Supplied records:
+ + + + +
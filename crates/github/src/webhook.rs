use std::sync::Arc;

use axum::{
    body::Bytes,
    extract::{FromRef, FromRequest, Request},
    http::HeaderMap,
};
use hmac::{Hmac, Mac};
use preview_sync_core::{SyncError, config::Config};
use sha2::Sha256;

pub const SIGNATURE_HEADER: &str = "X-Hub-Signature-256";
pub const EVENT_HEADER: &str = "X-GitHub-Event";
const SIGNATURE_PREFIX: &str = "sha256=";

type HmacSha256 = Hmac<Sha256>;

#[derive(Debug, Clone, Copy, PartialEq, Eq, thiserror::Error)]
pub enum SignatureError {
    #[error("X-Hub-Signature-256 required")]
    Missing,
    #[error("X-Hub-Signature-256 sha256= prefix missing")]
    Prefix,
    #[error("X-Hub-Signature-256 malformed")]
    Malformed,
    #[error("Invalid signature")]
    Mismatch,
}

impl From<SignatureError> for SyncError {
    fn from(err: SignatureError) -> Self { SyncError::Authentication(err.to_string()) }
}

/// Decode a `sha256=<hex>` header value into the raw digest.
///
/// Only lowercase hex is accepted, matching the digest GitHub sends.
fn parse_signature(header: Option<&str>) -> Result<Vec<u8>, SignatureError> {
    let digest = header
        .ok_or(SignatureError::Missing)?
        .strip_prefix(SIGNATURE_PREFIX)
        .ok_or(SignatureError::Prefix)?;
    if !digest.bytes().all(|b| matches!(b, b'0'..=b'9' | b'a'..=b'f')) {
        return Err(SignatureError::Malformed);
    }
    hex::decode(digest).map_err(|_| SignatureError::Malformed)
}

fn verify_digest(secret: &[u8], body: &[u8], signature: &[u8]) -> Result<(), SignatureError> {
    let mut mac = HmacSha256::new_from_slice(secret).expect("HMAC can take key of any size");
    mac.update(body);
    // verify_slice compares in constant time
    mac.verify_slice(signature).map_err(|_| SignatureError::Mismatch)
}

/// Check `header` against the HMAC-SHA256 of `body` keyed with `secret`.
pub fn verify_signature(
    secret: &[u8],
    body: &[u8],
    header: Option<&str>,
) -> Result<(), SignatureError> {
    let signature = parse_signature(header)?;
    verify_digest(secret, body, &signature)
}

/// Produce the `X-Hub-Signature-256` value GitHub would send for `body`.
pub fn sign(secret: &[u8], body: &[u8]) -> String {
    let mut mac = HmacSha256::new_from_slice(secret).expect("HMAC can take key of any size");
    mac.update(body);
    format!("{SIGNATURE_PREFIX}{}", hex::encode(mac.finalize().into_bytes()))
}

fn header_str<'a>(headers: &'a HeaderMap, name: &str) -> Option<&'a str> {
    headers.get(name).and_then(|v| v.to_str().ok())
}

/// Verified raw webhook delivery.
///
/// The body is only handed out after its signature has been checked, so
/// nothing downstream can observe unauthenticated content.
#[derive(Clone, Debug)]
#[must_use]
pub struct SignedDelivery {
    /// Value of the `X-GitHub-Event` header, if sent.
    pub event: Option<String>,
    pub body: Bytes,
}

impl<S> FromRequest<S> for SignedDelivery
where
    Arc<Config>: FromRef<S>,
    S: Send + Sync,
{
    type Rejection = SyncError;

    async fn from_request(req: Request, state: &S) -> Result<Self, Self::Rejection> {
        let event = header_str(req.headers(), EVENT_HEADER).map(str::to_owned);
        // Reject unsigned requests before reading the body
        let signature = parse_signature(header_str(req.headers(), SIGNATURE_HEADER))?;
        let config = <Arc<Config>>::from_ref(state);
        let body = Bytes::from_request(req, state)
            .await
            .map_err(|e| SyncError::Validation(format!("Error reading body: {e}")))?;
        verify_digest(config.github.webhook_secret.as_bytes(), &body, &signature)?;
        Ok(SignedDelivery { event, body })
    }
}
use std::{
    collections::HashMap,
    path::{Path, PathBuf},
    sync::{Arc, Mutex, PoisonError, Weak},
};

use tokio::sync::{Mutex as AsyncMutex, OwnedMutexGuard};

/// Async locks keyed by target path.
///
/// Entries are held weakly and pruned once no task holds or awaits them.
#[derive(Debug, Default)]
pub struct PathLocks {
    locks: Mutex<HashMap<PathBuf, Weak<AsyncMutex<()>>>>,
}

impl PathLocks {
    pub fn new() -> Self { Self::default() }

    pub async fn lock(&self, path: &Path) -> OwnedMutexGuard<()> {
        let lock = {
            let mut locks = self.locks.lock().unwrap_or_else(PoisonError::into_inner);
            locks.retain(|_, lock| lock.strong_count() > 0);
            match locks.get(path).and_then(Weak::upgrade) {
                Some(lock) => lock,
                None => {
                    let lock = Arc::new(AsyncMutex::new(()));
                    locks.insert(path.to_path_buf(), Arc::downgrade(&lock));
                    lock
                }
            }
        };
        lock.lock_owned().await
    }

    /// Number of paths with a live lock.
    pub fn len(&self) -> usize {
        let locks = self.locks.lock().unwrap_or_else(PoisonError::into_inner);
        locks.values().filter(|lock| lock.strong_count() > 0).count()
    }

    pub fn is_empty(&self) -> bool { self.len() == 0 }
}

#[cfg(test)]
mod tests {
    use std::time::Duration;

    use super::*;

    #[tokio::test]
    async fn test_same_path_is_exclusive() {
        let locks = Arc::new(PathLocks::new());
        let guard = locks.lock(Path::new("/srv/main")).await;

        let waiter = tokio::spawn({
            let locks = locks.clone();
            async move {
                let _guard = locks.lock(Path::new("/srv/main")).await;
            }
        });
        tokio::time::sleep(Duration::from_millis(50)).await;
        assert!(!waiter.is_finished());

        drop(guard);
        tokio::time::timeout(Duration::from_secs(5), waiter).await.unwrap().unwrap();
    }

    #[tokio::test]
    async fn test_distinct_paths_do_not_block() {
        let locks = PathLocks::new();
        let _main = locks.lock(Path::new("/srv/main")).await;
        let other = tokio::time::timeout(Duration::from_secs(5), locks.lock(Path::new("/srv/dev")))
            .await
            .unwrap();
        assert_eq!(locks.len(), 2);
        drop(other);
        assert_eq!(locks.len(), 1);
    }

    #[tokio::test]
    async fn test_released_locks_are_pruned() {
        let locks = PathLocks::new();
        drop(locks.lock(Path::new("/srv/main")).await);
        assert!(locks.is_empty());
    }
}
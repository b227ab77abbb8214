use std::{
    fs,
    path::{Path, PathBuf},
};

use tempfile::TempDir;

use crate::{PublishError, archive::extract_archive, io_error};

/// An archive fully extracted next to its target directory, waiting to be
/// swapped in. Dropping it removes the extracted tree.
#[derive(Debug)]
pub(crate) struct StagedDir {
    dir: TempDir,
    target: PathBuf,
    files: usize,
    /// Outermost ancestor of the target created while staging.
    created: Option<PathBuf>,
}

fn split_target(target: &Path) -> Result<(&Path, String), PublishError> {
    match (target.parent(), target.file_name()) {
        (Some(parent), Some(leaf)) if !parent.as_os_str().is_empty() => {
            Ok((parent, leaf.to_string_lossy().into_owned()))
        }
        _ => Err(PublishError::InvalidTarget(target.to_path_buf())),
    }
}

/// Create `dir` with its missing ancestors, returning the outermost one created.
fn create_parents(dir: &Path) -> Result<Option<PathBuf>, PublishError> {
    let outermost = dir
        .ancestors()
        .take_while(|ancestor| !ancestor.as_os_str().is_empty() && !ancestor.exists())
        .last()
        .map(Path::to_path_buf);
    fs::create_dir_all(dir).map_err(io_error(dir))?;
    Ok(outermost)
}

/// Undo [`create_parents`], stopping at the first directory still in use.
fn remove_parents(dir: &Path, outermost: Option<&Path>) {
    let Some(outermost) = outermost else {
        return;
    };
    for ancestor in dir.ancestors() {
        if fs::remove_dir(ancestor).is_err() || ancestor == outermost {
            break;
        }
    }
}

/// Extract `archive` into a fresh hidden sibling of `target`. The sibling
/// lives on the same filesystem so [`StagedDir::promote`] can rename it.
///
/// On failure nothing is left behind, including parent directories this
/// call created.
pub(crate) fn stage(archive: &Path, target: &Path) -> Result<StagedDir, PublishError> {
    let (parent, leaf) = split_target(target)?;
    let created = create_parents(parent)?;
    let staged = tempfile::Builder::new()
        .prefix(&format!(".{leaf}.staging-"))
        .tempdir_in(parent)
        .map_err(io_error(parent))
        .and_then(|dir| {
            let files = extract_archive(archive, dir.path())?;
            Ok((dir, files))
        });
    match staged {
        Ok((dir, files)) => Ok(StagedDir { dir, target: target.to_path_buf(), files, created }),
        Err(e) => {
            remove_parents(parent, created.as_deref());
            Err(e)
        }
    }
}

impl StagedDir {
    pub(crate) fn target(&self) -> &Path { &self.target }

    /// Replace the target directory with the staged tree.
    ///
    /// An existing target is first renamed aside and only deleted once the
    /// staged tree is in place; if promotion fails it is moved back.
    pub(crate) fn promote(self) -> Result<usize, PublishError> {
        let StagedDir { dir, target, files, created } = self;
        let (parent, leaf) = split_target(&target)?;
        let retired = if fs::symlink_metadata(&target).is_ok() {
            let holder = tempfile::Builder::new()
                .prefix(&format!(".{leaf}.old-"))
                .tempdir_in(parent)
                .map_err(io_error(parent))?;
            let previous = holder.path().join(&leaf);
            fs::rename(&target, &previous).map_err(io_error(&target))?;
            Some((holder, previous))
        } else {
            None
        };

        let staged = dir.keep();
        if let Err(e) = fs::rename(&staged, &target) {
            if let Err(e) = fs::remove_dir_all(&staged) {
                tracing::warn!("Failed to remove staging directory {}: {e}", staged.display());
            }
            match &retired {
                Some((_holder, previous)) => {
                    if let Err(e) = fs::rename(previous, &target) {
                        tracing::error!("Failed to restore {}: {e}", target.display());
                    }
                }
                None => remove_parents(parent, created.as_deref()),
            }
            return Err(PublishError::Io { path: target, source: e });
        }
        // Dropping the holder deletes the previous tree
        drop(retired);
        Ok(files)
    }
}
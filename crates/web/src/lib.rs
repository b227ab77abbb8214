pub mod handlers;

use std::{sync::Arc, time::Duration};

use anyhow::Result;
use axum::{
    Router,
    extract::{DefaultBodyLimit, FromRef},
    http::{StatusCode, header},
};
use preview_sync_core::config::Config;
use preview_sync_github::GitHub;
use preview_sync_publish::PathLocks;
use tower::ServiceBuilder;
use tower_http::{
    ServiceBuilderExt,
    timeout::TimeoutLayer,
    trace::{DefaultMakeSpan, DefaultOnResponse, TraceLayer},
};
use tracing::Level;

use crate::handlers::build_router;

/// GitHub caps webhook payloads at 25 MB.
const MAX_BODY_SIZE: usize = 25 * 1024 * 1024;

#[derive(Clone, FromRef)]
pub struct AppState {
    pub config: Arc<Config>,
    pub github: Arc<GitHub>,
    pub locks: Arc<PathLocks>,
}

impl AppState {
    pub fn new(config: Config) -> Result<Self> {
        let github = GitHub::new(&config.github)?;
        Ok(Self {
            config: Arc::new(config),
            github: Arc::new(github),
            locks: Arc::new(PathLocks::new()),
        })
    }
}

pub fn app(state: AppState) -> Router {
    let sensitive_headers: Arc<[_]> = vec![header::AUTHORIZATION, header::COOKIE].into();
    let middleware = ServiceBuilder::new()
        .sensitive_request_headers(sensitive_headers.clone())
        .sensitive_response_headers(sensitive_headers)
        .layer(
            TraceLayer::new_for_http()
                .make_span_with(DefaultMakeSpan::new().level(Level::INFO))
                .on_response(DefaultOnResponse::new().level(Level::INFO)),
        )
        .layer(TimeoutLayer::with_status_code(
            StatusCode::REQUEST_TIMEOUT,
            Duration::from_secs(120),
        ))
        .layer(DefaultBodyLimit::max(MAX_BODY_SIZE));
    let webhook_path = state.config.server.webhook_path.clone();
    build_router(&webhook_path).with_state(state).layer(middleware)
}
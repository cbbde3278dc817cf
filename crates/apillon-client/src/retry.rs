//! Bounded retry around a [`Transport`]

use crate::{ClientError, RequestSpec, Result, RetryPolicy, Transport};
use bytes::Bytes;
use tokio_util::sync::CancellationToken;
use tracing::{debug, warn};

/// Outcome of a single attempt
#[derive(Debug)]
pub enum Attempt<T> {
    Success(T),
    RetryableFailure(ClientError),
    TerminalFailure(ClientError),
}

impl<T> From<Result<T>> for Attempt<T> {
    fn from(result: Result<T>) -> Self {
        match result {
            Ok(value) => Self::Success(value),
            Err(e) if e.is_retryable() => Self::RetryableFailure(e),
            Err(e) => Self::TerminalFailure(e),
        }
    }
}

/// Runs API calls with linear backoff.
///
/// Only transport-class failures are retried. Application errors and
/// cancellation end the loop immediately.
#[derive(Clone, Debug)]
pub struct RetryExecutor<T> {
    transport: T,
    policy: RetryPolicy,
}

impl<T: Transport> RetryExecutor<T> {
    pub fn new(transport: T, policy: RetryPolicy) -> Self {
        Self { transport, policy }
    }

    pub fn transport(&self) -> &T {
        &self.transport
    }

    pub fn policy(&self) -> &RetryPolicy {
        &self.policy
    }

    /// Execute `request`, retrying transport failures.
    ///
    /// `cancel` is checked before every attempt and raced against both the
    /// call itself and the backoff sleep.
    pub async fn execute(&self, request: &RequestSpec, cancel: &CancellationToken) -> Result<Bytes> {
        let max_attempts = self.policy.max_attempts.max(1);
        let mut attempt = 1;

        loop {
            if cancel.is_cancelled() {
                return Err(ClientError::Cancelled);
            }

            let outcome = tokio::select! {
                biased;
                _ = cancel.cancelled() => return Err(ClientError::Cancelled),
                result = self.transport.send(request) => Attempt::from(result),
            };

            let error = match outcome {
                Attempt::Success(body) => return Ok(body),
                Attempt::TerminalFailure(e) => return Err(e),
                Attempt::RetryableFailure(e) => e,
            };

            if attempt >= max_attempts {
                return Err(ClientError::RetriesExhausted {
                    attempts: attempt,
                    source: Box::new(error),
                });
            }

            let delay = self.policy.delay_after(attempt);
            warn!(
                path = %request.route.path(),
                attempt,
                max_attempts,
                ?delay,
                error = %error,
                "Request failed, retrying"
            );

            tokio::select! {
                biased;
                _ = cancel.cancelled() => return Err(ClientError::Cancelled),
                _ = tokio::time::sleep(delay) => {}
            }

            attempt += 1;
            debug!(attempt, "Retrying request");
        }
    }
}

#[cfg(test)]
mod tests {
    use super::*;
    use crate::Route;
    use async_trait::async_trait;
    use reqwest::Method;
    use std::sync::atomic::{AtomicU32, Ordering};
    use std::sync::Arc;
    use std::time::Duration;
    use tokio::time::Instant;

    /// Transport replaying a fixed script; the last entry repeats
    struct ScriptedTransport {
        script: Vec<fn() -> Result<Bytes>>,
        calls: AtomicU32,
    }

    impl ScriptedTransport {
        fn new(script: Vec<fn() -> Result<Bytes>>) -> Self {
            Self {
                script,
                calls: AtomicU32::new(0),
            }
        }

        fn calls(&self) -> u32 {
            self.calls.load(Ordering::SeqCst)
        }
    }

    #[async_trait]
    impl Transport for ScriptedTransport {
        async fn send(&self, _request: &RequestSpec) -> Result<Bytes> {
            let n = self.calls.fetch_add(1, Ordering::SeqCst) as usize;
            let step = self.script[n.min(self.script.len() - 1)];
            step()
        }

        async fn put_signed(&self, _url: &str, _content: Bytes) -> Result<()> {
            unreachable!("retry executor never uploads")
        }
    }

    fn connection_refused() -> Result<Bytes> {
        Err(ClientError::UnexpectedStatus {
            status: 503,
            body: "connection refused".into(),
        })
    }

    fn not_found() -> Result<Bytes> {
        Err(ClientError::Api {
            status: 404,
            message: "x".into(),
        })
    }

    fn ok() -> Result<Bytes> {
        Ok(Bytes::from_static(br#"{"ok":true}"#))
    }

    fn request() -> RequestSpec {
        RequestSpec::new(Method::GET, Route::Buckets, Duration::from_secs(30))
    }

    fn executor(transport: Arc<ScriptedTransport>) -> RetryExecutor<Arc<ScriptedTransport>> {
        RetryExecutor::new(transport, RetryPolicy::default())
    }

    #[tokio::test(start_paused = true)]
    async fn test_retry_bound() {
        let transport = Arc::new(ScriptedTransport::new(vec![connection_refused]));
        let started = Instant::now();

        let err = executor(transport.clone())
            .execute(&request(), &CancellationToken::new())
            .await
            .unwrap_err();

        assert_eq!(transport.calls(), 3);
        match err {
            ClientError::RetriesExhausted { attempts, source } => {
                assert_eq!(attempts, 3);
                assert!(matches!(*source, ClientError::UnexpectedStatus { status: 503, .. }));
            }
            other => panic!("Expected RetriesExhausted, got {other:?}"),
        }
        // 1s after the first failure, 2s after the second, none after the last
        let elapsed = started.elapsed();
        assert!(elapsed >= Duration::from_secs(3), "elapsed {elapsed:?}");
        assert!(elapsed < Duration::from_millis(3100), "elapsed {elapsed:?}");
    }

    #[tokio::test(start_paused = true)]
    async fn test_no_retry_on_application_error() {
        let transport = Arc::new(ScriptedTransport::new(vec![not_found]));

        let err = executor(transport.clone())
            .execute(&request(), &CancellationToken::new())
            .await
            .unwrap_err();

        assert_eq!(transport.calls(), 1);
        assert!(matches!(err, ClientError::Api { status: 404, ref message } if message == "x"));
    }

    #[tokio::test(start_paused = true)]
    async fn test_recovers_after_transient_failure() {
        let transport = Arc::new(ScriptedTransport::new(vec![connection_refused, ok]));

        let body = executor(transport.clone())
            .execute(&request(), &CancellationToken::new())
            .await
            .unwrap();

        assert_eq!(transport.calls(), 2);
        assert_eq!(&body[..], br#"{"ok":true}"#);
    }

    #[tokio::test(start_paused = true)]
    async fn test_cancel_during_backoff() {
        let transport = Arc::new(ScriptedTransport::new(vec![connection_refused]));
        let cancel = CancellationToken::new();

        let canceller = {
            let cancel = cancel.clone();
            tokio::spawn(async move {
                // First backoff runs from t=0 to t=1s
                tokio::time::sleep(Duration::from_millis(500)).await;
                cancel.cancel();
            })
        };

        let started = Instant::now();
        let err = executor(transport.clone())
            .execute(&request(), &cancel)
            .await
            .unwrap_err();
        canceller.await.unwrap();

        assert!(matches!(err, ClientError::Cancelled));
        assert_eq!(transport.calls(), 1);
        assert!(started.elapsed() < Duration::from_secs(1));
    }

    #[tokio::test(start_paused = true)]
    async fn test_cancelled_before_first_attempt() {
        let transport = Arc::new(ScriptedTransport::new(vec![ok]));
        let cancel = CancellationToken::new();
        cancel.cancel();

        let err = executor(transport.clone())
            .execute(&request(), &cancel)
            .await
            .unwrap_err();

        assert!(matches!(err, ClientError::Cancelled));
        assert_eq!(transport.calls(), 0);
    }

    #[test]
    fn test_attempt_classification() {
        assert!(matches!(Attempt::from(ok()), Attempt::Success(_)));
        assert!(matches!(Attempt::from(connection_refused()), Attempt::RetryableFailure(_)));
        assert!(matches!(Attempt::from(not_found()), Attempt::TerminalFailure(_)));
        assert!(matches!(
            Attempt::<Bytes>::from(Err(ClientError::Cancelled)),
            Attempt::TerminalFailure(_)
        ));
    }
}
//! Upload local files to an Apillon bucket in one session
//!
//! ```text
//! APILLON_API_KEY=... APILLON_BUCKET_UUID=... \
//!     cargo run --example upload_files -- index.html style.css
//! ```

use anyhow::Context;
use apillon_client::{CancellationToken, Config, StorageClient, UploadFile};
use tracing_subscriber::{layer::SubscriberExt, util::SubscriberInitExt};

#[tokio::main]
async fn main() -> anyhow::Result<()> {
    // Load .env file if present
    dotenvy::dotenv().ok();

    let log_level = if std::env::var("APILLON_DEBUG").is_ok() { "debug" } else { "info" };
    tracing_subscriber::registry()
        .with(tracing_subscriber::EnvFilter::try_from_default_env()
            .unwrap_or_else(|_| format!("apillon_client={},upload_files={}", log_level, log_level).into()))
        .with(tracing_subscriber::fmt::layer())
        .init();

    let bucket = std::env::var("APILLON_BUCKET_UUID").context("APILLON_BUCKET_UUID is not set")?;
    let paths: Vec<String> = std::env::args().skip(1).collect();
    anyhow::ensure!(!paths.is_empty(), "usage: upload_files <file>...");

    let client = StorageClient::new(Config::from_env())?;

    let mut files = Vec::with_capacity(paths.len());
    for path in &paths {
        files.push(UploadFile::from_path(path, None).await?);
    }

    let cancel = CancellationToken::new();
    let on_ctrl_c = cancel.clone();
    tokio::spawn(async move {
        if tokio::signal::ctrl_c().await.is_ok() {
            tracing::info!("Interrupted, cancelling upload");
            on_ctrl_c.cancel();
        }
    });

    tracing::info!("Uploading {} file(s) to bucket {}", files.len(), bucket);
    let outcome = client.upload_files(&bucket, files, &cancel).await?;

    tracing::info!(
        "Session {} closed, {} file(s) uploaded",
        outcome.session_uuid,
        outcome.files_uploaded
    );
    println!("{}", serde_json::to_string_pretty(&outcome.response)?);

    Ok(())
}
+ + + + +
Required work: From the material above, set down exactly the lines starting at the one with "build_router(&webhook_path).with_state(state).layer(middleware)" and ending at the one with "use tokio_util::sync::CancellationToken;", end lines included.

Response below:
    build_router(&webhook_path).with_state(state).layer(middleware)
}
repository cbbde3278dc817cf
filename crates/apillon-client/src/retry.rs
//! Bounded retry around a [`Transport`]

use crate::{ClientError, RequestSpec, Result, RetryPolicy, Transport};
use bytes::Bytes;
use tokio_util::sync::CancellationToken;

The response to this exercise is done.